Compartimos tres días contando historias, intercambiando impresiones y relatos de alpinistas, palabras de hombres en busca de aventuras, celos, rencores y todo cuanto este mundo de la montaña lleva consigo en los senderos y en la vida. Este pequeño hombre me conmovió; sus historias contadas con la parsimonia de un hombre desengañado, pero aún apasionado, me arrancaron las lágrimas.
“ Patacorta ” ha marcado mis emociones; una lección que enseña a afrontar las vicisitudes de la vida con la mente abierta, obstinación y siempre con unas ganas enormes de vivir las grandes aventuras del los lugares de la montaña. “La montaña me ha destruido...y la montaña me ha salvado, a partes iguales” dice un fragmento de la película.
La historia de Cesarino Fava comienza el 12.6.1920 en Malé, de Val di Sole. Su familia es numerosa, él es el noveno de diez hermanos, su adolescencia transcurre entre aventuras y experiencias en la montaña: el esquí, la prueba de habilidad y valentía propia de la juventud. A los dieciocho años va a trabajar a la estación de Brennero, después se enrola como soldado raso e invierte cinco años de su vida en la guerra. Embarca como maquinista en una nave y desembarca en Buenos Aires, que se convertirá en su nueva patria. Vivirá una experiencia dramática sobre el Aconcagua que le costará la amputación de todos los dedos de ambos pies, tras la gran aventura en el Cerro Torre “La Montaña Imposible”, en 1958. Y aún realiza la escalada del Fitz Roy a los 58 años y con dos vivacs, vuelve al Torre y a la pared sur del Mercedario y publica su libro “Patagonia, terra di sogni infranti” ( “Patagonia, tierra de sueños enfrentados”) editado por la CDA.
El suyo ha sido un alpinismo con A mayúscula donde, a alcanzar la meta, se ha antepuesto siempre el respeto de la montaña, la ética y las reglas que ésta requiere. En más de una ocasión, se ha prodigado por salvar la vida a un compañero en dificultades, ha vuelto renunciando a la meta ya próxima. La montaña ha sido para él una experiencia de la vida que le ha hecho apreciar las más pequeñas manifestaciones de la naturaleza y el hombre. Los pequeños sucesos, el perfume de una flor, un animal cogido por sorpresa, el vuelo del águila, el aliento de la existencia, ha apreciado todo como un gran don divino, porque todo esto forma parte de la propia esencia.
Un año después nos reencontramos de vuelta a Trento, Cesarino tiene la misma sonrisa, el mismo entusiasmo. Apenas ha terminado el festival, nos sentamos en un banco, a la sombra de los árboles, para hablar de su vida.
¿Cómo fueron los dos años de trabajo en Brennero?
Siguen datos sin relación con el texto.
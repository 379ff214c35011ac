//! Outbound e-mail through the SendGrid v3 REST API.
//!
//! Bodies are rendered from the HTML templates under `templates/`, which are
//! compiled into the binary.

use std::time::Duration;

use minijinja::{context, Environment};
use serde::Serialize;
use serde_json::json;
use thiserror::Error;
use tracing::{info, warn};

use crate::config::Config;

const SENDGRID_URL: &str = "https://api.sendgrid.com/v3/mail/send";
const SEND_TIMEOUT: Duration = Duration::from_secs(30);

const TEMPLATES: &[(&str, &str)] = &[
    ("base.html", include_str!("templates/base.html")),
    (
        "investment_reminder.html",
        include_str!("templates/investment_reminder.html"),
    ),
    (
        "portfolio_analysis.html",
        include_str!("templates/portfolio_analysis.html"),
    ),
    ("system.html", include_str!("templates/system.html")),
];

#[derive(Debug, Error)]
pub enum MailError {
    #[error("e-mail delivery is not configured")]
    Disabled,

    #[error("template rendering failed: {0}")]
    Render(#[from] minijinja::Error),

    #[error("request failed: {0}")]
    Transport(#[from] reqwest::Error),

    #[error("SendGrid returned HTTP {status}: {body}")]
    Status { status: u16, body: String },
}

/// One ETF line in reminder and analysis mails.
#[derive(Debug, Clone, Serialize)]
pub struct EtfLine {
    pub symbol: String,
    pub name: String,
    pub amount: f64,
}

pub struct Mailer {
    client: reqwest::Client,
    api_key: Option<String>,
    from_email: String,
    from_name: String,
    templates: Environment<'static>,
}

impl std::fmt::Debug for Mailer {
    fn fmt(&self, f: &mut std::fmt::Formatter<'_>) -> std::fmt::Result {
        f.debug_struct("Mailer")
            .field("enabled", &self.is_enabled())
            .field("from_email", &self.from_email)
            .finish()
    }
}

impl Mailer {
    pub fn new(config: &Config) -> Result<Self, MailError> {
        let mut templates = Environment::new();
        for &(name, source) in TEMPLATES {
            templates.add_template(name, source)?;
        }
        let client = reqwest::Client::builder().timeout(SEND_TIMEOUT).build()?;
        if config.sendgrid_api_key.is_none() {
            warn!("SENDGRID_API_KEY is not set; e-mail notifications are disabled");
        }
        Ok(Self {
            client,
            api_key: config.sendgrid_api_key.clone(),
            from_email: config.sendgrid_from_email.clone(),
            from_name: config.sendgrid_from_name.clone(),
            templates,
        })
    }

    pub fn is_enabled(&self) -> bool {
        self.api_key.is_some()
    }

    fn render(&self, template: &str, ctx: minijinja::Value) -> Result<String, MailError> {
        Ok(self.templates.get_template(template)?.render(ctx)?)
    }

    /// Deliver one HTML mail. 200, 201 and 202 count as success.
    pub async fn send(&self, to: &str, subject: &str, html: String) -> Result<(), MailError> {
        let Some(api_key) = &self.api_key else {
            return Err(MailError::Disabled);
        };

        let payload = json!({
            "personalizations": [{ "to": [{ "email": to }], "subject": subject }],
            "from": { "email": self.from_email, "name": self.from_name },
            "content": [{ "type": "text/html", "value": html }],
        });

        let resp = self
            .client
            .post(SENDGRID_URL)
            .bearer_auth(api_key)
            .json(&payload)
            .send()
            .await?;

        let status = resp.status().as_u16();
        if matches!(status, 200 | 201 | 202) {
            info!(to = %to, subject = %subject, "e-mail sent");
            Ok(())
        } else {
            let body = resp.text().await.unwrap_or_default();
            Err(MailError::Status { status, body })
        }
    }

    pub fn render_investment_reminder(
        &self,
        user_name: &str,
        etfs: &[EtfLine],
        total_amount: f64,
    ) -> Result<String, MailError> {
        self.render(
            "investment_reminder.html",
            context! { user_name, etfs, total_amount },
        )
    }

    pub fn render_portfolio_analysis(
        &self,
        user_name: &str,
        etfs: &[EtfLine],
        total_amount: f64,
        analysis: &str,
        recommendation: &str,
        confidence: f64,
    ) -> Result<String, MailError> {
        let confidence_percent = (confidence * 100.0).round() as i64;
        self.render(
            "portfolio_analysis.html",
            context! { user_name, etfs, total_amount, analysis, recommendation, confidence_percent },
        )
    }

    pub fn render_system(
        &self,
        user_name: &str,
        title: &str,
        content: &str,
    ) -> Result<String, MailError> {
        self.render("system.html", context! { user_name, title, content })
    }
}

#[cfg(test)]
mod test {
    use super::*;

    fn mailer() -> Mailer {
        Mailer::new(&Config::for_tests()).unwrap()
    }

    #[test]
    fn disabled_without_api_key() {
        assert!(!mailer().is_enabled());
    }

    #[tokio::test]
    async fn send_refuses_when_disabled() {
        let err = mailer()
            .send("a@example.com", "s", "<p>x</p>".into())
            .await
            .unwrap_err();
        assert!(matches!(err, MailError::Disabled));
    }

    #[test]
    fn reminder_lists_every_etf() {
        let etfs = vec![
            EtfLine { symbol: "SPY".into(), name: "미국 S&P500".into(), amount: 10.0 },
            EtfLine { symbol: "EWY".into(), name: "한국".into(), amount: 5.0 },
        ];
        let html = mailer().render_investment_reminder("홍길동", &etfs, 15.0).unwrap();
        assert!(html.contains("안녕하세요, 홍길동님!"));
        assert!(html.contains("SPY"));
        assert!(html.contains("EWY"));
        assert!(html.contains("총 투자 금액: 15"));
    }

    #[test]
    fn analysis_shows_confidence_percent() {
        let html = mailer()
            .render_portfolio_analysis("kim", &[], 0.0, "본문", "유지", 0.8)
            .unwrap();
        assert!(html.contains("신뢰도: 80"));
        assert!(html.contains("본문"));
    }

    #[test]
    fn system_mail_escapes_html() {
        let html = mailer().render_system("kim", "공지", "<b>x</b>").unwrap();
        assert!(html.contains("공지"));
        assert!(!html.contains("<b>x</b>"));
    }
}
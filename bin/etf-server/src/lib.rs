//! ETF investment backend: accounts, ETF catalogue, recurring investment
//! plans, AI-backed advice and investment-day notifications.

pub mod config;
pub mod entities;
pub mod error;
pub mod extract;
pub mod middleware;
pub mod routes;
pub mod schemas;
pub mod services;
pub mod state;
pub mod timezone;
Muy duros, porque era la primera vez que me iba de casa, y era como ir al fin del mundo, y porque Brennero era el lugar más inhóspito de Europa. En el invierno del 38 al 39 la temperatura bajó hasta los 36º bajo cero y yo dormía en una habitación sin calefacción. Debía despertarme a las tres para ir a trabajar a la estación, para una empresa de transportes internacional.
¿Y los cinco años de soldado?
En el 1940 Italia declaró la guerra a Francia y me llamaron para prestar servicio en Val d'Aosta. Después, fui trasladado a Mentone, en Francia, formaba parte de un destacamento y debía anotar todo el material que se movía en los ferrocarriles franceses. Cuando íbamos de Francia a Italia llevábamos el perfume a los italianos, cuando volvíamos, los zapatos para las muchachas francesas. Después me trasladaron a Croacia y a otros sitios más, terminando la guerra como soldado raso, de lo que aún me siento orgulloso.
¿Qué te llevó a embarcar en una nave?
Cuando volví de la guerra comencé a trabajar en el campo, pero no alcanzaba a ver un futuro, y lo poco que ganaba no bastaba para vivir, por eso me embarqué como maquinista en una nave de transportes. Era una nave construida para hacer sólo viajes de ida, y a bordo había de todo: asesinos, ladrones, clandestinos, la peor especie de hombres, gente que no se pensaba dos veces cortarte el cuello.
¿Qué te impactó de Argentina?
No daba crédito a mis ojos. En el 1952 Argentina representaba el país de la abundancia y Buenos Aires era la ciudad de Oro. En los restaurantes te traían enormes cantidades de comida, con un día de trabajo podías vivir bien una quincena. Había carne en abundancia y un despilfarro de cosas. Además, para encontrar trabajo no había ningún problema.
¿Cómo maduró la idea de subir el Aconcagua?
En Buenos Aires, encontré unos italianos, también apasionados de la montaña. Decidimos formar una sección CAI en Argentina e ir a escalar el Aconcagua, que representaba la montaña más alta del mundo después del Himalaya.
¿Cómo fue la escalada?
Estábamos acostumbrados a las paredes rocosas, así que una montaña volcánica cubierta de piedras no nos asustaba. La subestimamos. Ya había muerto gente en el Puna , el viento helado del centro de los Andes daba muchos problemas; pero nos sentíamos seguros, éramos alpinistas. Comenzamos cuatro; pero ya en el Plaza de Mulas dos se encontraban mal, así que a los cuatro días nos volvimos, aunque en esos momentos había alcanzado los 6900 metros, muy cerca de la cima. Renuncié a la cima porque quería llegar con mis compañeros.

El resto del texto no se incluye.